Quality’s Quarter-Century

March 14, 2015 · Margaret E. O'Kane

NCQA celebrates a milestone anniversary this year.

In 1990 we began our mission to improve health care quality and value through measurement, transparency and accountability. Today, we are proud that measurement and accountability are now part of the DNA of our entire health care system, and cost and quality are both improving.

Rather than rest on this success, quality advocates must turn to what our experience allows us—and requires us—to do next.

Steady Gains and New Highs

The accomplishments of the last quarter-century are real and significant. In 1990, measuring quality was just an idea. Today, it is an everyday reality. Most Americans—more than 171 million—are enrolled in health plans that report NCQA’s HEDIS (Healthcare Effectiveness Data and Information Set) clinical quality measures.

Medicare, most state Medicaid programs and many private insurers use HEDIS to rate the value (rather than the volume) of health care. Plans and providers use HEDIS to gauge their performance and determine where they must improve.

Measurement will help even more people this year when the new Marketplace plans begin reporting quality results for more than 10 million enrollees.

Good Business and Going Retail

More often now, pay is based on performance. The result is a powerful business case for health plans and providers to make quality improvement a priority.

Quality’s connection to the bottom line is clear in Medicare Advantage, where plans focus on improving results. Enrollees often choose top performers: 60 percent of enrollees are in plans with four stars or more, a 31 percentage point increase since pay-for-performance began in 2012.

Until now, commercial insurance was largely a business-to-business transaction, where insurers sold policies to employers. Now, however, as millions of people shop for coverage in the retail environment of public Marketplaces or private Exchanges, coverage often comes with significant cost sharing, such as large deductibles.

The problem with cost-sharing is that it undercuts delivery system reforms that improve cost, quality and patient experience—such as patient-centered medical homes (PCMH). That is, high deductibles and high quality can be at cross purposes. People go without needed care when they are enrolled in high-deductible plans. For this reason, quality advocates are skeptical of cost-sharing’s overall effect.

Beyond Quality Measurement

Though cost-sharing can be counterproductive to quality, more measurement is not a panacea.

Quality measures alone will not change the market. Particularly as we evolve to a more “retail” buying environment, it is important that product choices make it easy for the average consumer to choose quality.

Three tools are particularly useful:

  1. Network design. Narrow networks can be good for patients, if providers are selected for the network because they provide high quality care. Today, information on hospital safety allows the design of value networks. Better information can result in gains in quality if patients have an incentive to choose high-quality practices. Reference pricing can also drive patients to practices that offer the best outcomes at affordable cost.
  2. Benefit design. The high deductible is a blunt instrument. A better approach is Value-Based Insurance Design (VBID)—low copays for high-value services and medications, higher copays for those that don’t improve heath. VBID gives a financial incentive to members with chronic conditions to choose a PCMH or ACO with active care management.
  3. Payment reform for providers—Network design can help steer patients to high-quality providers, but the payment system should also reward providers for providing high quality care.
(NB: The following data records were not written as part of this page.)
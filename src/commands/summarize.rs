use clap::Args;

use crate::app::Runtime;
use crate::commands::document::{self, InputArgs, OutputArgs};
use crate::errors::CliError;
use crate::views::document::DocumentTool;

#[derive(Debug, Args)]
pub struct SummarizeArgs {
    #[command(flatten)]
    pub input: InputArgs,
    #[command(flatten)]
    pub output: OutputArgs,
}

pub async fn handle(runtime: &Runtime, args: SummarizeArgs) -> Result<(), CliError> {
    let text = document::resolve_input(&args.input, std::io::stdin())?;
    document::run(runtime, DocumentTool::Summarize, text, &args.output).await
}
Payment reform took a giant leap forward in January, when government and private sector leaders committed to goals for value-based payment. Health & Human Services Secretary, Sylvia Burwell, announced Medicare’s intent for 30 percent of fees to be paid in alternative payment models by 2016, and 50 percent by 2018. The Health Care Transformation Task Force, a coalition of health care systems and organizations (insurers, purchasers and consumer advocates), set a goal that by 2020, 75 percent of payments will be value based. These goals are specific, measurable, achievable, results based and time-bound.

These are no small tasks. Over the past 25 years, consumers have become accustomed to the paradigm of choice. Providers have been rewarded for doing more and for giving more complex care. These deeply embedded cultural norms must change.

Now, payers look at what is being purchased, they can act as market makers who drive volume and rewards to the delivery systems that have accepted the challenge of delivering affordable, quality, patient-centered care.

A version of this article first appeared in the American Journal of Managed Care.